AAS em Prevenção Primária: Riscos e Benefícios

HCB - Hospital de Amor de Barretos (antigo Hospital de Câncer) (SP) — Prova 2020

Enunciado

Estudos sugerem que a terapia com AAS pode estar associada a uma diminuição do AVC entre mulheres diabéticas. Dos itens abaixo, qual apresenta erro?

Alternativas

  1. A) Ocorre uma diminuição do infarto agudo do miocárdio (IAM entre homens diabéticos.
  2. B) Ocorrem que as reduções de risco obtidas com baixas doses (75 mg/dia foram tão significativas quanto às obtidas com doses mais elevadas (650 mg/dia.
  3. C) Baixa dose de AAS era benéfica para a prevenção primária de DCV nos pacientes de alto risco e que a decisão sobre o tratamento com AAS deveria ser feita coletivamente.
  4. D) Indicação da terapia antiplaquetária nos pacientes de muito alto risco, incluindo aqueles com DACL e eventos cardiovasculares prévios (prevenção secundária, o benefício é estabelecido.

Pérola Clínica

AAS em prevenção primária de DCV em alto risco é controverso; decisão deve ser individualizada, não coletiva.

Resumo-Chave

A indicação de AAS para prevenção primária de Doença Cardiovascular (DCV) em pacientes de alto risco é complexa e deve ser individualizada, pesando o benefício na redução de eventos isquêmicos contra o risco de sangramento. Não há um consenso universal para todos os pacientes de alto risco, e a decisão não é 'coletiva', mas sim baseada na avaliação clínica de cada indivíduo.

Contexto Educacional

O uso do ácido acetilsalicílico (AAS) na prevenção de doenças cardiovasculares (DCV) é um tópico de grande relevância e constante debate na medicina, especialmente no contexto da prevenção primária. Enquanto seu benefício na prevenção secundária (em pacientes que já tiveram um evento cardiovascular) é inquestionável, sua indicação na prevenção primária, mesmo em pacientes de alto risco, é mais complexa e deve ser cuidadosamente avaliada. Estudos têm demonstrado que o AAS pode reduzir o risco de infarto agudo do miocárdio em homens diabéticos e o risco de AVC em mulheres diabéticas. No entanto, o benefício na prevenção primária é frequentemente acompanhado por um aumento no risco de sangramentos, principalmente gastrointestinais e intracranianos. A relação risco-benefício varia entre os indivíduos e é influenciada por fatores como idade, comorbidades e outros medicamentos em uso. A alternativa que apresenta erro é a que sugere que a decisão sobre o tratamento com AAS para prevenção primária em pacientes de alto risco deveria ser feita 'coletivamente'. Na verdade, as diretrizes atuais enfatizam a necessidade de uma decisão individualizada, baseada na avaliação do risco cardiovascular global do paciente, seu risco de sangramento e uma discussão compartilhada com o paciente sobre os potenciais benefícios e riscos. Doses baixas de AAS (75-100 mg/dia) são geralmente preferidas quando indicadas, pois mantêm a eficácia antiplaquetária com menor risco de efeitos adversos.

Perguntas Frequentes

Em quais situações o AAS é claramente indicado para prevenção cardiovascular?

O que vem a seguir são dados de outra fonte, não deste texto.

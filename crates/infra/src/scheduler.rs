//! Daily forecast scheduler.
//!
//! An explicit object owning its timer task, not a module-global handle. One
//! process holds one scheduler; `start` is idempotent while armed, `stop`
//! clears the held handle, and a later `start` re-arms from scratch with no
//! memory of elapsed time.

use std::sync::{Arc, Mutex};
use std::time::Duration;

use chrono::{Local, NaiveDateTime};
use serde::Serialize;
use tracing::{error, info, warn};

use crate::readers::FarmDataReader;
use crate::service::ForecastService;
use crate::store::PredictionStore;

/// Scheduler tuning. The defaults fire once a day at 06:00 local time.
#[derive(Debug, Clone)]
pub struct SchedulerConfig {
    /// Local hour (0–23) the daily run targets.
    pub target_hour: u32,
    /// Cadence between runs once aligned to the target hour.
    pub period: Duration,
    /// Fire one run immediately on `start` (production wiring).
    pub run_on_start: bool,
}

impl Default for SchedulerConfig {
    fn default() -> Self {
        Self {
            target_hour: 6,
            period: Duration::from_secs(24 * 60 * 60),
            run_on_start: false,
        }
    }
}

impl SchedulerConfig {
    pub fn with_target_hour(mut self, hour: u32) -> Self {
        self.target_hour = hour % 24;
        self
    }

    pub fn with_period(mut self, period: Duration) -> Self {
        self.period = period;
        self
    }

    pub fn with_run_on_start(mut self, run_on_start: bool) -> Self {
        self.run_on_start = run_on_start;
        self
    }

    /// Read overrides from the environment, with logged defaults:
    /// `LICEWATCH_FORECAST_HOUR` and `LICEWATCH_RUN_ON_START`.
    pub fn from_env() -> Self {
        let mut config = Self::default();
        if let Ok(raw) = std::env::var("LICEWATCH_FORECAST_HOUR") {
            match raw.parse::<u32>() {
                Ok(hour) if hour < 24 => config.target_hour = hour,
                _ => warn!(value = %raw, "invalid LICEWATCH_FORECAST_HOUR, keeping default"),
            }
        }
        if let Ok(raw) = std::env::var("LICEWATCH_RUN_ON_START") {
            config.run_on_start = matches!(raw.as_str(), "1" | "true" | "TRUE");
        }
        config
    }
}

/// Snapshot of the scheduler's state, recomputed from the wall clock on
/// every call so it never drifts from system clock changes.
#[derive(Debug, Clone, Copy, Serialize)]
pub struct SchedulerStatus {
    pub armed: bool,
    pub minutes_until_next_run: Option<i64>,
}

/// Time until the next occurrence of `target_hour:00` local. If that hour
/// has already passed today (or is exactly now), the next occurrence is
/// tomorrow.
pub fn delay_until_target_hour(target_hour: u32, now: NaiveDateTime) -> chrono::Duration {
    let today_target = now
        .date()
        .and_hms_opt(target_hour % 24, 0, 0)
        .expect("hour is in range after modulo");
    let next = if today_target <= now {
        today_target + chrono::Duration::days(1)
    } else {
        today_target
    };
    next - now
}

fn delay_from_wall_clock(target_hour: u32) -> Duration {
    let delay = delay_until_target_hour(target_hour, Local::now().naive_local());
    Duration::from_millis(delay.num_milliseconds().max(0) as u64)
}

/// Process-wide daily scheduler for forecast cycles.
///
/// Lifecycle: `Stopped → Armed → (fires repeatedly) → Stopped`. State is
/// in-memory only; after a process restart a fresh `start` call is required.
pub struct ForecastScheduler {
    config: SchedulerConfig,
    timer: Mutex<Option<tokio::task::JoinHandle<()>>>,
}

impl ForecastScheduler {
    pub fn new(config: SchedulerConfig) -> Self {
        Self { config, timer: Mutex::new(None) }
    }

    /// Arm the daily timer. A no-op (with a warning) while already armed;
    /// the single held handle guards against duplicate timers.
    ///
    /// Must be called from within a tokio runtime.
    pub fn start<R, S>(&self, service: Arc<ForecastService<R, S>>)
    where
        R: FarmDataReader + 'static,
        S: PredictionStore + 'static,
    {
        let mut slot = self.timer.lock().unwrap();
        if let Some(handle) = slot.as_ref() {
            if !handle.is_finished() {
                warn!("forecast scheduler already armed");
                return;
            }
        }

        if self.config.run_on_start {
            info!("running initial forecast cycle");
            let initial = Arc::clone(&service);
            // Fire and forget: a failed initial run is logged, never thrown.
            tokio::spawn(async move {
                let summary = initial.run_cycle().await;
                if !summary.success {
                    error!(error = ?summary.error, "initial forecast cycle failed");
                }
            });
        }

        let delay = delay_from_wall_clock(self.config.target_hour);
        info!(
            next_run_in_minutes = delay.as_secs() / 60,
            target_hour = self.config.target_hour,
            "forecast scheduler started"
        );

        let period = self.config.period;
        let handle = tokio::spawn(async move {
            tokio::time::sleep(delay).await;
            loop {
                let summary = service.run_cycle().await;
                if !summary.success {
                    error!(error = ?summary.error, "scheduled forecast cycle failed");
                }
                tokio::time::sleep(period).await;
            }
        });
        *slot = Some(handle);
    }

    /// Clear the held timer and transition to Stopped. A later `start`
    /// re-arms from scratch.
    pub fn stop(&self) {
        let mut slot = self.timer.lock().unwrap();
        if let Some(handle) = slot.take() {
            handle.abort();
            info!("forecast scheduler stopped");
        }
    }

    /// Current state, with minutes-to-next-run computed fresh from the wall
    /// clock rather than from stored state.
    pub fn status(&self) -> SchedulerStatus {
        let slot = self.timer.lock().unwrap();
        let armed = slot.as_ref().is_some_and(|handle| !handle.is_finished());
        SchedulerStatus {
            armed,
            minutes_until_next_run: armed.then(|| {
                delay_until_target_hour(self.config.target_hour, Local::now().naive_local())
                    .num_minutes()
            }),
        }
    }
}

impl Drop for ForecastScheduler {
    fn drop(&mut self) {
        if let Ok(mut slot) = self.timer.lock() {
            if let Some(handle) = slot.take() {
                handle.abort();
            }
        }
    }
}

O AAS é claramente indicado para prevenção secundária em pacientes com doença cardiovascular aterosclerótica estabelecida (IAM prévio, AVC isquêmico, doença arterial periférica), onde o benefício supera amplamente o risco de sangramento.

Qual o principal risco associado ao uso de AAS para prevenção?

O principal risco é o sangramento, especialmente gastrointestinal e intracraniano, que pode ser grave. Este risco é um fator limitante para o uso generalizado em prevenção primária.

Como a decisão de usar AAS em prevenção primária deve ser tomada?

A decisão deve ser individualizada, considerando o risco cardiovascular global do paciente, o risco de sangramento (avaliado por escores específicos) e as preferências do paciente, após discussão dos potenciais benefícios e riscos.